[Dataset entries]
__________________________________________________
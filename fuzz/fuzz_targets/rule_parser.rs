//! Fuzz target for rule file parsing and validation.
//!
//! Feeds arbitrary bytes through JSON deserialization, the validation
//! catalog, and rule compilation. None of the three layers may panic,
//! whatever the input.

#![no_main]

use libfuzzer_sys::fuzz_target;

use tagscan_domain::{validate, CompiledRuleSet};
use tagscan_types::RuleConfig;

fuzz_target!(|data: &[u8]| {
    let Ok(text) = std::str::from_utf8(data) else {
        return;
    };
    let Ok(configs) = serde_json::from_str::<Vec<RuleConfig>>(text) else {
        return;
    };
    let issues = validate(&configs);
    match CompiledRuleSet::compile(&configs) {
        Ok(_) => assert!(issues.is_empty()),
        Err(err) => assert_eq!(err.issues, issues),
    }
});
//! Proptest strategies for generating valid rule configurations.
//!
//! Strategies are constructive: every generated rule passes structural
//! validation (non-empty id, name, description, at least one tag and one
//! pattern, only known languages and modifiers), so properties can focus on
//! engine behavior instead of filtering bad inputs.

use proptest::prelude::*;

use tagscan_types::{Confidence, PatternConfig, PatternKind, RuleConfig, ScopeKind, Severity};

/// Maximum patterns per generated rule.
pub const MAX_PATTERNS_PER_RULE: usize = 4;

/// Maximum tags per generated rule.
pub const MAX_TAGS_PER_RULE: usize = 3;

/// Maximum rules per generated set.
pub const MAX_RULES_PER_SET: usize = 8;

pub fn arb_severity() -> impl Strategy<Value = Severity> {
    prop_oneof![
        Just(Severity::Critical),
        Just(Severity::Important),
        Just(Severity::Moderate),
        Just(Severity::BestPractice),
        Just(Severity::ManualReview),
    ]
}

pub fn arb_confidence() -> impl Strategy<Value = Confidence> {
    prop_oneof![
        Just(Confidence::Low),
        Just(Confidence::Medium),
        Just(Confidence::High),
    ]
}

pub fn arb_scope_kind() -> impl Strategy<Value = ScopeKind> {
    prop_oneof![
        Just(ScopeKind::Code),
        Just(ScopeKind::Comment),
        Just(ScopeKind::String),
    ]
}

/// Literal pattern kinds only; arbitrary regex text is rarely valid.
pub fn arb_literal_kind() -> impl Strategy<Value = PatternKind> {
    prop_oneof![Just(PatternKind::String), Just(PatternKind::Substring)]
}

/// Alphanumeric needle text, safe under every pattern kind.
pub fn arb_needle() -> impl Strategy<Value = String> {
    "[a-z][a-z0-9_]{1,12}"
}

pub fn arb_tag() -> impl Strategy<Value = String> {
    "[A-Z][a-z]{1,8}(\\.[A-Z][a-z]{1,8}){0,2}"
}

pub fn arb_pattern_config() -> impl Strategy<Value = PatternConfig> {
    (
        arb_needle(),
        arb_literal_kind(),
        prop::collection::vec(arb_scope_kind(), 0..=2),
        arb_confidence(),
        prop::bool::ANY,
    )
        .prop_map(|(pattern, kind, scopes, confidence, ci)| PatternConfig {
            pattern,
            kind,
            scopes,
            confidence,
            modifiers: if ci { vec!["i".to_string()] } else { vec![] },
            xpath: None,
            jsonpath: None,
            ypath: None,
        })
}

pub fn arb_rule_config() -> impl Strategy<Value = RuleConfig> {
    (
        "[a-z]{2,6}\\.[a-z]{2,8}",
        "[A-Za-z ]{3,24}",
        prop::collection::vec(arb_tag(), 1..=MAX_TAGS_PER_RULE),
        arb_severity(),
        prop::collection::vec(arb_pattern_config(), 1..=MAX_PATTERNS_PER_RULE),
    )
        .prop_map(|(id, name, tags, severity, patterns)| RuleConfig {
            id,
            name,
            description: Some("generated rule".to_string()),
            tags,
            severity,
            overrides: vec![],
            applies_to: vec![],
            does_not_apply_to: vec![],
            applies_to_file_regex: vec![],
            exclude_file_regex: vec![],
            depends_on_tags: vec![],
            patterns,
            conditions: vec![],
            must_match: vec![],
            must_not_match: vec![],
            disabled: false,
        })
}

/// A rule set with unique ids.
pub fn arb_rule_set() -> impl Strategy<Value = Vec<RuleConfig>> {
    prop::collection::vec(arb_rule_config(), 1..=MAX_RULES_PER_SET).prop_map(|mut rules| {
        for (i, rule) in rules.iter_mut().enumerate() {
            rule.id = format!("{}.{i:02}", rule.id);
        }
        rules
    })
}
__________________________________________________
- _ACTIVITY_: Return all lines in the data that include the word "generated".

- _OUTPUT FOR THIS EXERCISE_:
//! Strategies are constructive: every generated rule passes structural
/// Maximum patterns per generated rule.
/// Maximum tags per generated rule.
/// Maximum rules per generated set.
            description: Some("generated rule".to_string()),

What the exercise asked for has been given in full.